use std::sync::Arc;

use anyhow::Result;
use async_trait::async_trait;
use tempfile::{tempdir, TempDir};

use pantry_pup::command::{DeferPolicy, MentionPattern, Origin, Outcome};
use pantry_pup::reply::recording::{ChannelCall, RecordingChannel};
use pantry_pup::reply::AckPath;
use pantry_pup::store::{FileIndex, JsonFileStore, ListStore};
use pantry_pup::{BotError, BotResult, Collection, CommandRouter, FileRecord, Invocation, MentionResponder, Reply, Storage};

const BOT_ID: &str = "4242";

/// Backend that is always down
struct DownStore;

#[async_trait]
impl ListStore for DownStore {
    async fn add(&self, _collection: Collection, _entry: &str) -> BotResult<()> {
        Err(BotError::BackendUnavailable("connection refused".into()))
    }

    async fn list(&self, _collection: Collection) -> BotResult<Vec<String>> {
        Err(BotError::BackendUnavailable("connection refused".into()))
    }

    async fn remove(&self, _collection: Collection, _entry: &str) -> BotResult<()> {
        Err(BotError::BackendUnavailable("connection refused".into()))
    }
}

#[async_trait]
impl FileIndex for DownStore {
    async fn save(&self, _record: FileRecord) -> BotResult<()> {
        Err(BotError::BackendUnavailable("connection refused".into()))
    }

    async fn find(&self, _keyword: &str) -> BotResult<Vec<FileRecord>> {
        Err(BotError::BackendUnavailable("connection refused".into()))
    }
}

fn origin() -> Origin {
    Origin::new("chan-1", "msg-1")
}

fn json_router() -> Result<(TempDir, Arc<CommandRouter>)> {
    let dir = tempdir()?;
    let storage = Storage::from_store(JsonFileStore::new(dir.path()), "json");
    Ok((dir, Arc::new(CommandRouter::new(storage))))
}

fn responder(router: Arc<CommandRouter>) -> Result<MentionResponder> {
    Ok(MentionResponder::new(router, MentionPattern::new(BOT_ID, Some("pantry_pup"))?))
}

/// Number of messages that carried a response body
fn deliveries(channel: &RecordingChannel) -> usize {
    channel.calls().iter().filter(|c| !matches!(c, ChannelCall::Defer)).count()
}

#[tokio::test]
async fn test_shopping_cart_round_trip() -> Result<()> {
    let (_dir, router) = json_router()?;

    let channel = RecordingChannel::new();
    let report = router
        .dispatch(Invocation::new("shop", origin()).with_option("item", "milk"), channel.clone())
        .await;
    assert_eq!(report.outcome, Outcome::Success);
    assert_eq!(report.ack, AckPath::Replied);
    assert_eq!(channel.last_content().as_deref(), Some("Added \"milk\" to the shopping list 🛒"));

    let channel = RecordingChannel::new();
    router.dispatch(Invocation::new("list-cart", origin()), channel.clone()).await;
    assert_eq!(channel.last_content().as_deref(), Some("🛒 **Shopping Cart:**\n1. milk"));

    let channel = RecordingChannel::new();
    router
        .dispatch(Invocation::new("shopped", origin()).with_option("item", "milk"), channel.clone())
        .await;
    assert_eq!(channel.last_content().as_deref(), Some("Removed \"milk\" from the shopping list 🛒"));

    let channel = RecordingChannel::new();
    let report = router.dispatch(Invocation::new("list-cart", origin()), channel.clone()).await;
    assert_eq!(report.outcome, Outcome::EmptyResult);
    assert_eq!(channel.last_content().as_deref(), Some("🛒 Shopping cart is empty"));
    Ok(())
}

#[tokio::test]
async fn test_clear_all_empties_only_that_list() -> Result<()> {
    let (_dir, router) = json_router()?;
    router.storage().lists.add(Collection::Meals, "tacos").await?;
    router.storage().lists.add(Collection::Meals, "curry").await?;
    router.storage().lists.add(Collection::Notes, "water plants").await?;

    let channel = RecordingChannel::new();
    router
        .dispatch(Invocation::new("delete-meal", origin()).with_option("meal", "all"), channel.clone())
        .await;
    assert_eq!(channel.last_content().as_deref(), Some("Cleared the meal plan 🍽️"));

    assert!(router.storage().lists.list(Collection::Meals).await?.is_empty());
    assert_eq!(router.storage().lists.list(Collection::Notes).await?, vec!["water plants"]);
    Ok(())
}

#[tokio::test]
async fn test_invoice_saved_and_found_through_deferral() -> Result<()> {
    let (_dir, router) = json_router()?;

    let channel = RecordingChannel::new();
    let report = router
        .dispatch(
            Invocation::from_text("save-file", "https://files.example/inv-7.pdf March invoice", Origin::new("chan-9", "msg-3")),
            channel.clone(),
        )
        .await;
    assert_eq!(report.ack, AckPath::Edited);
    assert_eq!(
        channel.calls(),
        vec![ChannelCall::Defer, ChannelCall::Edit(Reply::public("Saved file \"March invoice\" 📎"))]
    );

    let saved = router.storage().files.find("").await?;
    assert_eq!(saved[0].origin_channel, "chan-9");
    assert_eq!(saved[0].origin_interaction, "msg-3");

    let channel = RecordingChannel::new();
    let report = router
        .dispatch(Invocation::new("find-file", origin()).with_option("keyword", "INVOICE"), channel.clone())
        .await;
    assert_eq!(report.outcome, Outcome::Success);
    let content = channel.last_content().unwrap_or_default();
    assert!(content.contains("1. March invoice: https://files.example/inv-7.pdf"), "{}", content);

    let channel = RecordingChannel::new();
    let report = router
        .dispatch(Invocation::new("find-file", origin()).with_option("keyword", "payslip"), channel.clone())
        .await;
    assert_eq!(report.outcome, Outcome::EmptyResult);
    assert_eq!(channel.last_content().as_deref(), Some("📎 No files matching \"payslip\""));
    Ok(())
}

#[tokio::test]
async fn test_mention_commands_share_the_router() -> Result<()> {
    let (_dir, router) = json_router()?;
    let responder = responder(router.clone())?;

    let channel = RecordingChannel::new();
    let report = responder.respond("<@4242> /shop heavy cream", origin(), channel.clone()).await;
    assert_eq!(report.outcome, Outcome::Success);
    assert_eq!(channel.last_content().as_deref(), Some("Added \"heavy cream\" to the shopping list 🛒"));

    let channel = RecordingChannel::new();
    responder.respond("@pantry_pup list", origin(), channel.clone()).await;
    assert_eq!(channel.last_content().as_deref(), Some("🛒 **Shopping Cart:**\n1. heavy cream"));

    assert_eq!(router.storage().lists.list(Collection::Cart).await?, vec!["heavy cream"]);
    Ok(())
}

#[tokio::test]
async fn test_mention_without_keyword_gets_woof() -> Result<()> {
    let (_dir, router) = json_router()?;
    let responder = responder(router)?;

    let channel = RecordingChannel::new();
    let report = responder.respond("<@!4242> who's a good boy?", origin(), channel.clone()).await;
    assert_eq!(report.outcome, Outcome::NoCommand);
    assert_eq!(channel.calls(), vec![ChannelCall::Reply(Reply::public("woof"))]);
    Ok(())
}

#[tokio::test]
async fn test_mention_help_and_missing_argument() -> Result<()> {
    let (_dir, router) = json_router()?;
    let responder = responder(router)?;

    let channel = RecordingChannel::new();
    responder.respond("<@4242> help", origin(), channel.clone()).await;
    let help = channel.last_content().unwrap_or_default();
    assert!(help.starts_with("Usage:"));
    assert!(help.contains("/shopped <item>"));

    let channel = RecordingChannel::new();
    let report = responder.respond("<@4242> shop", origin(), channel.clone()).await;
    assert_eq!(report.outcome, Outcome::ValidationError);
    assert_eq!(
        channel.calls(),
        vec![ChannelCall::Reply(Reply::ephemeral("Please provide an item, e.g., `@me /shop heavy cream`"))]
    );
    Ok(())
}

#[tokio::test]
async fn test_slash_validation_and_unknown_command() -> Result<()> {
    let (_dir, router) = json_router()?;

    let channel = RecordingChannel::new();
    let report = router
        .dispatch(Invocation::new("note", origin()).with_option("note", "   "), channel.clone())
        .await;
    assert_eq!(report.outcome, Outcome::ValidationError);
    assert_eq!(
        channel.calls(),
        vec![ChannelCall::Reply(Reply::ephemeral("Please provide a note, e.g., `/note call the plumber`"))]
    );

    let channel = RecordingChannel::new();
    let report = router.dispatch(Invocation::new("dance", origin()), channel.clone()).await;
    assert_eq!(report.outcome, Outcome::UnrecognizedCommand);
    assert_eq!(channel.calls(), vec![ChannelCall::Reply(Reply::ephemeral("Unknown command"))]);
    Ok(())
}

#[tokio::test]
async fn test_backend_outage_gets_generic_failure() -> Result<()> {
    let router = CommandRouter::new(Storage::from_store(DownStore, "down"));

    let channel = RecordingChannel::new();
    let report = router
        .dispatch(Invocation::new("shop", origin()).with_option("item", "milk"), channel.clone())
        .await;
    assert_eq!(report.outcome, Outcome::BackendError);
    assert_eq!(channel.calls(), vec![ChannelCall::Reply(Reply::ephemeral("Something went wrong…"))]);

    // Deferred commands finish the placeholder with the same notice
    let channel = RecordingChannel::new();
    let report = router
        .dispatch(Invocation::new("find-file", origin()).with_option("keyword", "tax"), channel.clone())
        .await;
    assert_eq!(report.outcome, Outcome::BackendError);
    assert_eq!(report.ack, AckPath::Edited);
    assert_eq!(
        channel.calls(),
        vec![ChannelCall::Defer, ChannelCall::Edit(Reply::ephemeral("Something went wrong…"))]
    );
    Ok(())
}

#[tokio::test]
async fn test_every_invocation_is_answered_exactly_once() -> Result<()> {
    let (_dir, router) = json_router()?;
    let router = Arc::new((*router).clone().with_defer_policy(DeferPolicy::Always));

    let invocations = vec![
        Invocation::new("shop", origin()).with_option("item", "bread"),
        Invocation::new("list-cart", origin()),
        Invocation::new("shopped", origin()).with_option("item", "all"),
        Invocation::new("note", origin()),
        Invocation::new("meal", origin()).with_option("meal", "soup"),
        Invocation::new("find-file", origin()),
        Invocation::new("nope", origin()),
    ];

    for invocation in invocations {
        let name = invocation.name.clone();
        let channel = RecordingChannel::new();
        let report = router.dispatch(invocation, channel.clone()).await;
        assert_eq!(deliveries(&channel), 1, "{} answered {:?}", name, channel.calls());
        assert_ne!(report.ack, AckPath::Undelivered, "{}", name);
    }
    Ok(())
}

#[tokio::test]
async fn test_broken_reply_path_falls_back_to_follow_up() -> Result<()> {
    let (_dir, router) = json_router()?;

    let channel = RecordingChannel::new().failing_reply();
    let report = router.dispatch(Invocation::new("list-notes", origin()), channel.clone()).await;
    assert_eq!(report.ack, AckPath::FollowUp);
    assert_eq!(channel.calls(), vec![ChannelCall::FollowUp(Reply::public("📝 No notes yet"))]);

    // Placeholder could not be edited
    let channel = RecordingChannel::new().failing_edit();
    let report = router.dispatch(Invocation::new("find-file", origin()), channel.clone()).await;
    assert_eq!(report.ack, AckPath::FollowUp);
    assert_eq!(deliveries(&channel), 1);

    let channel = RecordingChannel::new().failing_reply().failing_follow_up();
    let report = router.dispatch(Invocation::new("list-notes", origin()), channel.clone()).await;
    assert_eq!(report.ack, AckPath::Undelivered);
    assert!(channel.calls().is_empty());
    Ok(())
}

> _Work task_
Exact reproduction is required. Give the lines of the data from its first line through the line containing "fn responder(router: Arc<CommandRouter>)", and no others.

> _Solution_
use std::sync::Arc;

use anyhow::Result;
use async_trait::async_trait;
use tempfile::{tempdir, TempDir};

use pantry_pup::command::{DeferPolicy, MentionPattern, Origin, Outcome};
use pantry_pup::reply::recording::{ChannelCall, RecordingChannel};
use pantry_pup::reply::AckPath;
use pantry_pup::store::{FileIndex, JsonFileStore, ListStore};
use pantry_pup::{BotError, BotResult, Collection, CommandRouter, FileRecord, Invocation, MentionResponder, Reply, Storage};

const BOT_ID: &str = "4242";

/// Backend that is always down
struct DownStore;

#[async_trait]
impl ListStore for DownStore {
    async fn add(&self, _collection: Collection, _entry: &str) -> BotResult<()> {
        Err(BotError::BackendUnavailable("connection refused".into()))
    }

    async fn list(&self, _collection: Collection) -> BotResult<Vec<String>> {
        Err(BotError::BackendUnavailable("connection refused".into()))
    }

    async fn remove(&self, _collection: Collection, _entry: &str) -> BotResult<()> {
        Err(BotError::BackendUnavailable("connection refused".into()))
    }
}

#[async_trait]
impl FileIndex for DownStore {
    async fn save(&self, _record: FileRecord) -> BotResult<()> {
        Err(BotError::BackendUnavailable("connection refused".into()))
    }

    async fn find(&self, _keyword: &str) -> BotResult<Vec<FileRecord>> {
        Err(BotError::BackendUnavailable("connection refused".into()))
    }
}

fn origin() -> Origin {
    Origin::new("chan-1", "msg-1")
}

fn json_router() -> Result<(TempDir, Arc<CommandRouter>)> {
    let dir = tempdir()?;
    let storage = Storage::from_store(JsonFileStore::new(dir.path()), "json");
    Ok((dir, Arc::new(CommandRouter::new(storage))))
}

fn responder(router: Arc<CommandRouter>) -> Result<MentionResponder> {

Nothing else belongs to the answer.